Poicephalus “Big Parrots in Small Packages”.
Find out why these African parrots can be the “poi-fect” pet.
“UNLIKE MY QUAKER PARROT, Jellibean rarely screeches,” says
Virginian Janet Corthon of her 4-year-old female red-bellied parrot.
“ Jellibean really only talks when she has something to say or feels
that I’m ignoring her. She is so quiet that several times when she
was out of her cage and hidden from view, I thought I would never
“Casey likes to swing from his toys, flip over on his back
and juggle his toys with his feet,” says owner Marianne Hancock of
Florida about her 2-year-old male Senegal parrot. “He’ll run, hop,
flap and screech when he’s wound up about something. I just love his
wild and zany personality.”
Jellibean and Casey are both members of the Poicephalus
genus, a group of parrots consisting of nine individual species, all
from Africa. Poicephalus can be found throughout much of the African
continent, from South Africa and Zimbabwe in the south and Kenya and
Tanzania in east-central Africa, to Chad and Sudan in the north and
the Ivory Coast, Ghana and Nigeria in the west.
In the United States, the Senegal, Meyer’s and red-bellied
parrots are the three most commonly found Poicephalus species. Two
less available species are the brown-headed and Jardine’s parrot.

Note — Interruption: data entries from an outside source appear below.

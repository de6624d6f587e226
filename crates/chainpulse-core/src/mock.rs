//! Scriptable in-memory transports for unit tests.

use std::collections::{HashMap, HashSet};
use std::sync::atomic::{AtomicU32, Ordering};
use std::sync::{Arc, Mutex};
use std::time::Duration;

use async_trait::async_trait;
use serde_json::Value;

use crate::error::TransportError;
use crate::request::{JsonRpcRequest, JsonRpcResponse};
use crate::transport::{RpcTransport, TransportFactory};

#[derive(Debug, Clone)]
pub(crate) enum Behavior {
    /// Answer every request after `delay`.
    Healthy { delay: Duration },
    /// Answer with a foreign chain id.
    WrongChain(u64),
    /// Fail immediately with a connection error.
    Down,
    /// Never answer within any sane timeout.
    Hang,
    /// Fail with a JSON-RPC "limit exceeded".
    RateLimited,
    /// Fail with a terminal JSON-RPC error.
    Reject,
}

pub(crate) struct MockTransport {
    url: String,
    behavior: Mutex<Behavior>,
    calls: AtomicU32,
}

impl MockTransport {
    pub(crate) fn new(url: &str, behavior: Behavior) -> Arc<Self> {
        Arc::new(Self {
            url: url.to_string(),
            behavior: Mutex::new(behavior),
            calls: AtomicU32::new(0),
        })
    }

    pub(crate) fn set(&self, behavior: Behavior) {
        *self.behavior.lock().unwrap() = behavior;
    }

    pub(crate) fn calls(&self) -> u32 {
        self.calls.load(Ordering::SeqCst)
    }
}

#[async_trait]
impl RpcTransport for MockTransport {
    async fn send(&self, req: JsonRpcRequest) -> Result<JsonRpcResponse, TransportError> {
        self.calls.fetch_add(1, Ordering::SeqCst);
        let behavior = self.behavior.lock().unwrap().clone();
        let chain_id = match behavior {
            Behavior::Healthy { delay } => {
                tokio::time::sleep(delay).await;
                56
            }
            Behavior::WrongChain(id) => id,
            Behavior::Down => return Err(TransportError::Http("connection refused".into())),
            Behavior::Hang => {
                tokio::time::sleep(Duration::from_secs(3600)).await;
                56
            }
            Behavior::RateLimited => {
                return Ok(JsonRpcResponse::failure(req.id, -32005, "limit exceeded"))
            }
            Behavior::Reject => {
                return Ok(JsonRpcResponse::failure(req.id, -32602, "invalid params"))
            }
        };
        let result = match req.method.as_str() {
            "eth_chainId" => format!("0x{chain_id:x}"),
            "eth_blockNumber" => "0x2a3f1c0".to_string(),
            _ => format!("0x{}", "0".repeat(64)),
        };
        Ok(JsonRpcResponse::success(req.id, Value::String(result)))
    }

    fn url(&self) -> &str {
        &self.url
    }
}

#[derive(Default)]
pub(crate) struct MockFactory {
    transports: HashMap<String, Arc<MockTransport>>,
    refused: HashSet<String>,
    connects: AtomicU32,
}

impl MockFactory {
    pub(crate) fn with(mut self, transport: Arc<MockTransport>) -> Self {
        self.transports.insert(transport.url.clone(), transport);
        self
    }

    pub(crate) fn refusing(mut self, url: &str) -> Self {
        self.refused.insert(url.to_string());
        self
    }

    pub(crate) fn connects(&self) -> u32 {
        self.connects.load(Ordering::SeqCst)
    }
}

impl TransportFactory for MockFactory {
    fn connect(&self, url: &str) -> Result<Arc<dyn RpcTransport>, TransportError> {
        self.connects.fetch_add(1, Ordering::SeqCst);
        if self.refused.contains(url) {
            return Err(TransportError::Connect {
                url: url.to_string(),
                reason: "refused by test".into(),
            });
        }
        match self.transports.get(url) {
            Some(t) => Ok(t.clone() as Arc<dyn RpcTransport>),
            None => Err(TransportError::Connect {
                url: url.to_string(),
                reason: "no such mock".into(),
            }),
        }
    }
}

The remaining four Poicephalus species — the Cape, Ruppells,
yellow-faced and Niam-Niam parrots are rarely, if ever, available in
the U.S. pet bird market.
Poicephalus are relatively small parrots, normally around 8
to 9 inches in length. The exceptions are the Jardine’s parrot,
which usually measures between 10 and 12 inches, and the Cape
parrot, which typically measures about 13 inches. But while they
are small in size, owners and breeders of Poicephalus agree that the
birds are big in terms of personality. In fact, Poicephalus parrots
are often referred to as “big parrots in small packages.” They have
all the personality traits that usually draw people to parrots: they
are comical, acrobatic, fun-loving, playful, animated and
gregarious, but without the noise level, mess and expense associated
with many of the larger hookbills.
Susan Clubb, DVM, staff avian veterinarian with Parrot
Jungle and Gardens in Miami, Florida, says Poicephalus are ideal
apartment birds. “They’re small, so their cage isn’t as large, and
it takes up less space,’ she says. “They’re relatively quiet, at
least compared with other parrots. Most of their sounds are low-key
whistles, chirps, squeaks, and assorted chattering, rather than loud
squawks or screams.
Susan Chamberlain, BIRD TALK columnist and owner of two
Senegal parrots, says Poicephalus are a great choice for people who
work all day. “They make good ‘home-alone’ birds for those who want
a parrot but don’t have a lot of time each day to spend with their
pets. Poicephalus tend to keep themselves entertained, and they’re
often less demanding than other parrots.”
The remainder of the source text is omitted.